● Saved data entries
:::
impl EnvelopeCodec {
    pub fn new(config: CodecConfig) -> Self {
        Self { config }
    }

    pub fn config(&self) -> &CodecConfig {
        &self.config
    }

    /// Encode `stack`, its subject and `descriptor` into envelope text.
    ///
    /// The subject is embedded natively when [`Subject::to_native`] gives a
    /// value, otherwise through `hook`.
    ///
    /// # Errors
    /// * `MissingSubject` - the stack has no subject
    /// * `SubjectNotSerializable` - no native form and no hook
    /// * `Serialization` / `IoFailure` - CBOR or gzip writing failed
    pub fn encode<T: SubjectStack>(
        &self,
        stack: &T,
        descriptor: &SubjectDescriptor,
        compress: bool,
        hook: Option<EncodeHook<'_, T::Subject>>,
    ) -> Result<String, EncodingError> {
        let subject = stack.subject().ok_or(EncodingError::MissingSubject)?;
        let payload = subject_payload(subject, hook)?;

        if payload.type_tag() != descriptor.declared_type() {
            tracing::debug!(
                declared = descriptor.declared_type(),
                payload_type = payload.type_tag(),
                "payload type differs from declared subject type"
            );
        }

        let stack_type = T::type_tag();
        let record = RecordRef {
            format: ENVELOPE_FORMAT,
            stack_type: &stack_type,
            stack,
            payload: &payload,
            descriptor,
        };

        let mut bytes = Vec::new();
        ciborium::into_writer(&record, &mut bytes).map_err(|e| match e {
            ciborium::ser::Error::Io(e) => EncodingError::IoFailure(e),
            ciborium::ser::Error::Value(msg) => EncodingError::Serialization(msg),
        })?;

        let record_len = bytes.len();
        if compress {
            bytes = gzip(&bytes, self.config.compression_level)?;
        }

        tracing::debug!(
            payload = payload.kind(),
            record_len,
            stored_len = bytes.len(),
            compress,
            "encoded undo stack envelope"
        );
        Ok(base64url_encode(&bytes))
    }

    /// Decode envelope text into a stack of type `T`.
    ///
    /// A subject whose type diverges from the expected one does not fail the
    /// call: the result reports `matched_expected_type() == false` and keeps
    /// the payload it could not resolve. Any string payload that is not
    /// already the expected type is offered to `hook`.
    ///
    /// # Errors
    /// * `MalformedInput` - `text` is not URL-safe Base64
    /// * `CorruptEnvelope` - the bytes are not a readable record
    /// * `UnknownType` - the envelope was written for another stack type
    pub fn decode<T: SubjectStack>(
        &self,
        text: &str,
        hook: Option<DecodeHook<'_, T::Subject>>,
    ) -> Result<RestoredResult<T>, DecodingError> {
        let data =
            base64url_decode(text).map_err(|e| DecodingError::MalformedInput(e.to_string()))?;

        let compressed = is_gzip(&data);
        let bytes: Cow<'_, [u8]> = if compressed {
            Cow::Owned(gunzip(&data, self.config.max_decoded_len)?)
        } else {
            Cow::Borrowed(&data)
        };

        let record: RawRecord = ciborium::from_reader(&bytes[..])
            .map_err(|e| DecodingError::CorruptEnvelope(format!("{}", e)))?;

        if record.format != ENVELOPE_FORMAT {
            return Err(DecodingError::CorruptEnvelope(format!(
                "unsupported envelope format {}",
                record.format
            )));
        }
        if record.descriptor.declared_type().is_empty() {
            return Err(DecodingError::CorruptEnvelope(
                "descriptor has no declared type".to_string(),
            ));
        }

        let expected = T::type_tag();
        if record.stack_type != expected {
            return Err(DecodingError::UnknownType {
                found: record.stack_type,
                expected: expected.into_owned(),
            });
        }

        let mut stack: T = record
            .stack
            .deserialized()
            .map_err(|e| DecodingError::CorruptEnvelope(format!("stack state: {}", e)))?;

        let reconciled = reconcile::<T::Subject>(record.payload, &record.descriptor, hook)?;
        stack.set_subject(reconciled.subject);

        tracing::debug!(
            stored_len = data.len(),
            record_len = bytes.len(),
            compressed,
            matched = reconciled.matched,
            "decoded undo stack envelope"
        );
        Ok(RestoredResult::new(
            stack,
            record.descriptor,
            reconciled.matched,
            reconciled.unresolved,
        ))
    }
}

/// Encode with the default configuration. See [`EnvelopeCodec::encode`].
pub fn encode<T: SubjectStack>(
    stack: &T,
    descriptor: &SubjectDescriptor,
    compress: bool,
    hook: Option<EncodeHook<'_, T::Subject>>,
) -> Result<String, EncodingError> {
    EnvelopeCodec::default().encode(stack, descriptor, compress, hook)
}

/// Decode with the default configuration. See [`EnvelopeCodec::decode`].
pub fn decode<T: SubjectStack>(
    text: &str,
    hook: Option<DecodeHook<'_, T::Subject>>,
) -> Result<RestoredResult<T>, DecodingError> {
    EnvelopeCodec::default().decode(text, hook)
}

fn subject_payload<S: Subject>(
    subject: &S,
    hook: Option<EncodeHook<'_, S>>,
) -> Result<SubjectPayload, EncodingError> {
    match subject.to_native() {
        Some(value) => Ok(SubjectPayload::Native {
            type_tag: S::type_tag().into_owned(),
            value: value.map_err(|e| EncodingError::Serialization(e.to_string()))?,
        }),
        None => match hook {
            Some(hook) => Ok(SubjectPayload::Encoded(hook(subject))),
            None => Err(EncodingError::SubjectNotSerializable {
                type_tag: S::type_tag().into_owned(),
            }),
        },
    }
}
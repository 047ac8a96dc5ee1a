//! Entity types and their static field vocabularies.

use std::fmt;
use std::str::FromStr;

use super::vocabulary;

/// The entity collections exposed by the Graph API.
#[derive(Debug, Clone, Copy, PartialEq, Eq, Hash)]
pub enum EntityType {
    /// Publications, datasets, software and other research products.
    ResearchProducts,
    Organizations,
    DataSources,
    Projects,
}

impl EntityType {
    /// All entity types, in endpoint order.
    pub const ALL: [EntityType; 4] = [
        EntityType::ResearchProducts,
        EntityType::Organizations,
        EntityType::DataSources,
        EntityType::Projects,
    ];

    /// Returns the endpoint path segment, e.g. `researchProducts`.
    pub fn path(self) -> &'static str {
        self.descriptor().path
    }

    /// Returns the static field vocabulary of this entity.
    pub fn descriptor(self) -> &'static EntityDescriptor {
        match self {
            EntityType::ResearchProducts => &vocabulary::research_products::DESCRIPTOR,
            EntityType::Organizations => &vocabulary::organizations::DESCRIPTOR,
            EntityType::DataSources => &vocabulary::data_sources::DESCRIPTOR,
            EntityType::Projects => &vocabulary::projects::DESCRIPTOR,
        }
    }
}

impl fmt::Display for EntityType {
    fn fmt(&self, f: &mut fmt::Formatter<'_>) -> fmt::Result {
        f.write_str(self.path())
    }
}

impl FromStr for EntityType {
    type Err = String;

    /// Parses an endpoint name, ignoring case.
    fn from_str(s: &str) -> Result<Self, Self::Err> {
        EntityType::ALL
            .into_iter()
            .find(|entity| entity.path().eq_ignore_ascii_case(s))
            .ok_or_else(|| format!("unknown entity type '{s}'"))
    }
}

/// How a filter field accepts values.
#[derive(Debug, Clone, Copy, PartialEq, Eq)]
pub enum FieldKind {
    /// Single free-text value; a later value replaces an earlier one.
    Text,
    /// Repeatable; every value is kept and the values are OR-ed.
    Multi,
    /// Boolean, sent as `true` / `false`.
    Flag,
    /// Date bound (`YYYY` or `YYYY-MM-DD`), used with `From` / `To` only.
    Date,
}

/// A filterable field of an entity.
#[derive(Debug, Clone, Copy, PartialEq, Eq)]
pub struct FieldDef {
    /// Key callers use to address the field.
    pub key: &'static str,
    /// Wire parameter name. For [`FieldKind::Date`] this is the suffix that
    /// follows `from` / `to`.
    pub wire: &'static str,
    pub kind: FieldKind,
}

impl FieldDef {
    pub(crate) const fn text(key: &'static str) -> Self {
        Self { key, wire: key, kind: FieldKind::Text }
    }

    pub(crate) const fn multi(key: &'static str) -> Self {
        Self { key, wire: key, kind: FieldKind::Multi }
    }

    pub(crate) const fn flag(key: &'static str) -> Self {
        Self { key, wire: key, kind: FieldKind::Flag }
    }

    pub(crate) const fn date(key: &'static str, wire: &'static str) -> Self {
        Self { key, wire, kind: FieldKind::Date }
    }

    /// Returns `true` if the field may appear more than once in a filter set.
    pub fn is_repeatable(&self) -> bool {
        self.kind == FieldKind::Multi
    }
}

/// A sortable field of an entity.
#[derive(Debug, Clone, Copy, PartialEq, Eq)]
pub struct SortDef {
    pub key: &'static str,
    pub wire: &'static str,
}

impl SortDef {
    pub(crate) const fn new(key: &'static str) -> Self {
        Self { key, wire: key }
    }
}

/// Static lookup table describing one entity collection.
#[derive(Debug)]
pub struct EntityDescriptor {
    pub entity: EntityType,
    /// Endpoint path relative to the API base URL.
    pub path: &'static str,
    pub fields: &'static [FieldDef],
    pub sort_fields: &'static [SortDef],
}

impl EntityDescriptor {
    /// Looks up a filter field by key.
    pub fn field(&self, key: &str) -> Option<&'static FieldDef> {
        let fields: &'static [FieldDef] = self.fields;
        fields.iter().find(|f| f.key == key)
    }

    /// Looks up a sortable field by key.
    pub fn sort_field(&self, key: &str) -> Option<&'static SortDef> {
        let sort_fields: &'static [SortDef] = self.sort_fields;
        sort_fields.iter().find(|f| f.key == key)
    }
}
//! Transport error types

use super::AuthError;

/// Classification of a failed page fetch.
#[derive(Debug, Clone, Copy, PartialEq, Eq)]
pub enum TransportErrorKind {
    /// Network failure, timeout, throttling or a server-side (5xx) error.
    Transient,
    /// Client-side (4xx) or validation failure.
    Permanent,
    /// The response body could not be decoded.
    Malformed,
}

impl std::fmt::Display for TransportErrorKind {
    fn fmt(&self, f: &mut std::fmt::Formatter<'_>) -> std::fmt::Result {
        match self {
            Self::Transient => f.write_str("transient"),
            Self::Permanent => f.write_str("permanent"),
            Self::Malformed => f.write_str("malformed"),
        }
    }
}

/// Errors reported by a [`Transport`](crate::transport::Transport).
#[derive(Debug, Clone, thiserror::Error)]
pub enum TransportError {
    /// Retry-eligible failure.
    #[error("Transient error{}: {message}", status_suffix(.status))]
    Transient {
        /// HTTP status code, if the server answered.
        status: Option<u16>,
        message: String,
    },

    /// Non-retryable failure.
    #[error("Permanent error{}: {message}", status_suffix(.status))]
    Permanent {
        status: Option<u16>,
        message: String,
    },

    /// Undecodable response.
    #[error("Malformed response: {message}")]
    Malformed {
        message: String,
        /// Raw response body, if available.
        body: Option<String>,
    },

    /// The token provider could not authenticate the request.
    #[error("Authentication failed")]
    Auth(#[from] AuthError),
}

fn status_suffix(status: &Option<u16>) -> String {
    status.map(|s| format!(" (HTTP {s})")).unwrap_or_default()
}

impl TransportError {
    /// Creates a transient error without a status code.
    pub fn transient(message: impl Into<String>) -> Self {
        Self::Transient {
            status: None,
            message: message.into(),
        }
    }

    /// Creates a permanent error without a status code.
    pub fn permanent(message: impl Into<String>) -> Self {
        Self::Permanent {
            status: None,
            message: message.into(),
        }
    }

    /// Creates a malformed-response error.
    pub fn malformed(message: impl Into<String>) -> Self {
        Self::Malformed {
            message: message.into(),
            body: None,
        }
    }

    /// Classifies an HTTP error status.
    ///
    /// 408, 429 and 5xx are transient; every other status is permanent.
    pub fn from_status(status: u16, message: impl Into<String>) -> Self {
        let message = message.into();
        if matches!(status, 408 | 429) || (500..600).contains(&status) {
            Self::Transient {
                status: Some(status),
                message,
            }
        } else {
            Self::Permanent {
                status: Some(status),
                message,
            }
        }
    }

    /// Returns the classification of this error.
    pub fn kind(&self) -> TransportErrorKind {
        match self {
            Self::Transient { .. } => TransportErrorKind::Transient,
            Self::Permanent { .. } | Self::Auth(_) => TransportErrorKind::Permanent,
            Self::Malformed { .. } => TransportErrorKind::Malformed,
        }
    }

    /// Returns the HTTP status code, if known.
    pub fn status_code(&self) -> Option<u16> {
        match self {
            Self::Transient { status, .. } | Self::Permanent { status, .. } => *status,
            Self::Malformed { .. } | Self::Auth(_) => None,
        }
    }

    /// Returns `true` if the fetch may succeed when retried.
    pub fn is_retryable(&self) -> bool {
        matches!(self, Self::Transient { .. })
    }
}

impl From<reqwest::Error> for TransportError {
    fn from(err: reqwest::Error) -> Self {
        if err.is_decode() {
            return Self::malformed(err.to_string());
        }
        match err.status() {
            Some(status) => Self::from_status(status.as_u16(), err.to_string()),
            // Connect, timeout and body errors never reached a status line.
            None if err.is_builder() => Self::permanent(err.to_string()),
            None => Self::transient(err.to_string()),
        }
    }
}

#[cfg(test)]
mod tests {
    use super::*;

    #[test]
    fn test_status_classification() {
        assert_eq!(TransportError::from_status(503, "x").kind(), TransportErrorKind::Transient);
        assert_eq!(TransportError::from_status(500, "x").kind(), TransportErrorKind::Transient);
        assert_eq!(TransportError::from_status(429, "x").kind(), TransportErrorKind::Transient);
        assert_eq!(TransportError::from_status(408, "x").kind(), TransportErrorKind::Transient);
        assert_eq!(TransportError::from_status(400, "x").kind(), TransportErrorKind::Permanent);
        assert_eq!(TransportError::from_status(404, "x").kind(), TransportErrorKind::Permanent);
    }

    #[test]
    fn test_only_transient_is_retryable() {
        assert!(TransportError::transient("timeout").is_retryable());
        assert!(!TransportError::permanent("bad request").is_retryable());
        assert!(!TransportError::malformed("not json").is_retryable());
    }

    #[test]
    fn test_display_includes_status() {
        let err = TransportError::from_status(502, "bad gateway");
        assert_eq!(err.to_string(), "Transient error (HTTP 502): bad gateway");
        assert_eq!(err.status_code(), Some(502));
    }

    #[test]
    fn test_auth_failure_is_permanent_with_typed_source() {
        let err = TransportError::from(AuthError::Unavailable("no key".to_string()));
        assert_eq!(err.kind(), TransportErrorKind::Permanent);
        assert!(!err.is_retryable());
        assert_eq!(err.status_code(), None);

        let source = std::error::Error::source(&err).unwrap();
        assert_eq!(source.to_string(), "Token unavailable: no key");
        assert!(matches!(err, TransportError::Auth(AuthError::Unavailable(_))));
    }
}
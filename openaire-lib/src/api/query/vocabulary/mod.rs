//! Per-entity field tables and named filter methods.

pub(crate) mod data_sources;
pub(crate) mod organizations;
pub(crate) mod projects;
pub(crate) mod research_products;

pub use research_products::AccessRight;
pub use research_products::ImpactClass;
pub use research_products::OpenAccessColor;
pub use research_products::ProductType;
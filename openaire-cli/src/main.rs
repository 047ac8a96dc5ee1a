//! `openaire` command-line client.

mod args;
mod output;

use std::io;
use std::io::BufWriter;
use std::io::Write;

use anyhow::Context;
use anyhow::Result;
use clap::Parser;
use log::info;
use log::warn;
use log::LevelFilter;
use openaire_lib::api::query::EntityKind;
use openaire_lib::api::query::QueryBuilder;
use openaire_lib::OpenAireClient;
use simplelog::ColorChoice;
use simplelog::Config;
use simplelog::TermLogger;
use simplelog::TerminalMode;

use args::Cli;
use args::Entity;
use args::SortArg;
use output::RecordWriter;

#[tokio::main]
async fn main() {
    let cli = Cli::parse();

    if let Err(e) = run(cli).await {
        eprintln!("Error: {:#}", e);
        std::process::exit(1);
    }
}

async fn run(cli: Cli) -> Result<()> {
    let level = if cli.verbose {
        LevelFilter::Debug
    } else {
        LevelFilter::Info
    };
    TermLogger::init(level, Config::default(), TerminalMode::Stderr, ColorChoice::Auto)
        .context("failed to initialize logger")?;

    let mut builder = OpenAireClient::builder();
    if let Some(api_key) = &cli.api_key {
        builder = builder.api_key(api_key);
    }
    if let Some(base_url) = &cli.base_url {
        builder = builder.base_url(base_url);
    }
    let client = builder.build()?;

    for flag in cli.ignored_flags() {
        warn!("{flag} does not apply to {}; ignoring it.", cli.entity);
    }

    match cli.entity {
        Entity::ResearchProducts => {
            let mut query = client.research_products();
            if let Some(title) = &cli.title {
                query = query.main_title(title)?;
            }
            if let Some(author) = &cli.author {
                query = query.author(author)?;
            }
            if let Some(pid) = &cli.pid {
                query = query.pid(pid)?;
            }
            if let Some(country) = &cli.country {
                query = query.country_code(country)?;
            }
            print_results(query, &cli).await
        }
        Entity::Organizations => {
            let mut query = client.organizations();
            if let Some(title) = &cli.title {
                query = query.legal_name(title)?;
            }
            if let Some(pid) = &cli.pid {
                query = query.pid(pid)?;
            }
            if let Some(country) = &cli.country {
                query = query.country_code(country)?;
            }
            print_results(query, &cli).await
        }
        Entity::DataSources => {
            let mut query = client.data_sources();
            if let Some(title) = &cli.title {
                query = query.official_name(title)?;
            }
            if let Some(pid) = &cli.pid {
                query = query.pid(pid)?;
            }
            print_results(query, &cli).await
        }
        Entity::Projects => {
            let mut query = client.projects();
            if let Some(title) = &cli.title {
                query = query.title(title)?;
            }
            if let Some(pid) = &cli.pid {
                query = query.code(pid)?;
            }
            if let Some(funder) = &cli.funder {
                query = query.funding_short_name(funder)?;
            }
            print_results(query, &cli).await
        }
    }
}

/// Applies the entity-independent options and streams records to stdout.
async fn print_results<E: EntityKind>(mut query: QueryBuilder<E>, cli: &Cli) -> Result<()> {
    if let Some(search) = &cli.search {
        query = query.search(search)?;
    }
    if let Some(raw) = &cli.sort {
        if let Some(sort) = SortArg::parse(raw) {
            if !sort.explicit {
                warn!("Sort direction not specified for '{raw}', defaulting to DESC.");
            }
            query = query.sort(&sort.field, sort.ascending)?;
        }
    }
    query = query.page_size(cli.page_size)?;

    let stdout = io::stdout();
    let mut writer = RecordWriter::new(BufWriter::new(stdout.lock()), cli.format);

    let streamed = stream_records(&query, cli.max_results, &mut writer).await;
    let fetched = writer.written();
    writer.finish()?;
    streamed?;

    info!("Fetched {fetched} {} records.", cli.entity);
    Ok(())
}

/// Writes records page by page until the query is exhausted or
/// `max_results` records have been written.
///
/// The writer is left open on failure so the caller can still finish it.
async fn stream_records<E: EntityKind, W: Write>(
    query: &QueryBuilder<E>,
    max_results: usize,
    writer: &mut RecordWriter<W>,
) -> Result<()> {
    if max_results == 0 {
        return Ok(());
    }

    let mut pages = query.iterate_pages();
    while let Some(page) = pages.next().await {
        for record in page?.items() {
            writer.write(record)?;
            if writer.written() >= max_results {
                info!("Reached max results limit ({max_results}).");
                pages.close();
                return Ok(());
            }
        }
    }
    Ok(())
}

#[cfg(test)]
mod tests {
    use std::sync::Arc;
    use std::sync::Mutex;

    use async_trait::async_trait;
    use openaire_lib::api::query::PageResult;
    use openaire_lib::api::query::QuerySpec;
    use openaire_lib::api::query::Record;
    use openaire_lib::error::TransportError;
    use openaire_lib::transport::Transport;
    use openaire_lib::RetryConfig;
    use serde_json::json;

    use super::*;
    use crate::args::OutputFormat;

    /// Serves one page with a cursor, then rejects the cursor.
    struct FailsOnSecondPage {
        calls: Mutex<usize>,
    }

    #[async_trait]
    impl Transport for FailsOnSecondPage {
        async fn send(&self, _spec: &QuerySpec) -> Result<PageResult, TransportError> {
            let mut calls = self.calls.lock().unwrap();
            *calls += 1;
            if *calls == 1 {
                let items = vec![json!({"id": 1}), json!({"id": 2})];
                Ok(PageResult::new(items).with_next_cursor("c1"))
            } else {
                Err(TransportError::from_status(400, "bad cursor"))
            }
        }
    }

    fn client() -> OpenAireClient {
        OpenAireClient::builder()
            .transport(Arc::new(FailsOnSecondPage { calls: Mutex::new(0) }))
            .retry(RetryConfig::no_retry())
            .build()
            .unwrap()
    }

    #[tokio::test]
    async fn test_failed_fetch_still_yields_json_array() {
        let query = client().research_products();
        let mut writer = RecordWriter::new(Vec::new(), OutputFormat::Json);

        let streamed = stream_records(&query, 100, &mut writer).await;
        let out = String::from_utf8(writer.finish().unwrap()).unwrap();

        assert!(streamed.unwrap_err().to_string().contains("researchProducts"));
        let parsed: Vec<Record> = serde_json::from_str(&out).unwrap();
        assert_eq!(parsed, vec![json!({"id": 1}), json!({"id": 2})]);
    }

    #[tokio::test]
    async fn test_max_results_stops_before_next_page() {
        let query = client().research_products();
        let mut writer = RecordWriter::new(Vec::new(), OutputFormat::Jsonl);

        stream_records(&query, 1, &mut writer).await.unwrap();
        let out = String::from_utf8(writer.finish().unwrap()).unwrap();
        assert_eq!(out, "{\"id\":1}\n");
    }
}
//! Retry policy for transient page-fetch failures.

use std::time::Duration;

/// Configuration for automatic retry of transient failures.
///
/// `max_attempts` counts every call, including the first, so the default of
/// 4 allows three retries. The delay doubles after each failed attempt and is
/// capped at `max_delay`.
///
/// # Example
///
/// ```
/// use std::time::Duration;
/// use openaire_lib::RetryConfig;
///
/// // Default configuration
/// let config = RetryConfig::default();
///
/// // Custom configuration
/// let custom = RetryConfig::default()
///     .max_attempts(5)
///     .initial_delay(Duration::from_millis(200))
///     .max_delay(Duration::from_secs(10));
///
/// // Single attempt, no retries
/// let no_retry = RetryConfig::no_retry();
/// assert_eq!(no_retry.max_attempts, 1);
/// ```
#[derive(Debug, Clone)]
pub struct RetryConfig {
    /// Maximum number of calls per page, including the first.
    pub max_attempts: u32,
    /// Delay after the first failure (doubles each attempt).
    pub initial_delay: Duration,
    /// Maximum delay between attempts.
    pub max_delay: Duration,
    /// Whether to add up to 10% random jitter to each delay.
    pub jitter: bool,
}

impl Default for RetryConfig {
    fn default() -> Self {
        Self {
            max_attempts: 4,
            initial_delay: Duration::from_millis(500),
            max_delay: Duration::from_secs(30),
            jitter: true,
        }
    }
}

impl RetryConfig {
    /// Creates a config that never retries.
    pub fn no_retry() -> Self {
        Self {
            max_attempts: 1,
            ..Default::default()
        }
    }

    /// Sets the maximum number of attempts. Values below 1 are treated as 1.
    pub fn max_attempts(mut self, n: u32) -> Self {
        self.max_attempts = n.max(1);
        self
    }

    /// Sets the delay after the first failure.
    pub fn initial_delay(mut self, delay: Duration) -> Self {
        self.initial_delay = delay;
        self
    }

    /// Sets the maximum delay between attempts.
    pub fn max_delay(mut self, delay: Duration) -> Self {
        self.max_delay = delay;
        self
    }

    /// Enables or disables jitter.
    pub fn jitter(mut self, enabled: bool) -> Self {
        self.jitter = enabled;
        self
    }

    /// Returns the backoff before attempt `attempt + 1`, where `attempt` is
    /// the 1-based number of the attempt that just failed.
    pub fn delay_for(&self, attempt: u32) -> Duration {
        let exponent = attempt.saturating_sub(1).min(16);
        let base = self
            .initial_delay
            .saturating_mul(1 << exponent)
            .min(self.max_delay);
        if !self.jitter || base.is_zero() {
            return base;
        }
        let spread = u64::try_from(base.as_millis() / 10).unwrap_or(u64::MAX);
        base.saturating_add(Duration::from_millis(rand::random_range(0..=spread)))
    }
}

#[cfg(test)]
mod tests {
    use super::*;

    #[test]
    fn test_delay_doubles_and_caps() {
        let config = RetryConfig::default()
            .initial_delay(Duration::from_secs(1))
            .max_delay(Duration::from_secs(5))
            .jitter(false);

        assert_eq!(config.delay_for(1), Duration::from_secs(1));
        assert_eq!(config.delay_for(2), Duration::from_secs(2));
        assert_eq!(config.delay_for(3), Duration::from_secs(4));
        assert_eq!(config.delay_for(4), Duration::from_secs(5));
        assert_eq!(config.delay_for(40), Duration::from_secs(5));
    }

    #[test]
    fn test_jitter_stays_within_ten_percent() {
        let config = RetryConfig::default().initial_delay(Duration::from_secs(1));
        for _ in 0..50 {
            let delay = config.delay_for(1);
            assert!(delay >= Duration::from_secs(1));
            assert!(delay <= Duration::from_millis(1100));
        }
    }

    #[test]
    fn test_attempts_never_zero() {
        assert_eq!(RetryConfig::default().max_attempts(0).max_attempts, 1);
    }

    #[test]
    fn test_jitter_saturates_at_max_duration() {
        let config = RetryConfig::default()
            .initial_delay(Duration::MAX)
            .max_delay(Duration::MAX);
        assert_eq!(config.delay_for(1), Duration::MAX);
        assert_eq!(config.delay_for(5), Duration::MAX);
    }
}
:::
● WHAT THIS TASK INVOLVES
Where does the string "SortArg" appear in the records above? Show every line that holds it.

● RESPONSE AREA
use args::SortArg;
        if let Some(sort) = SortArg::parse(raw) {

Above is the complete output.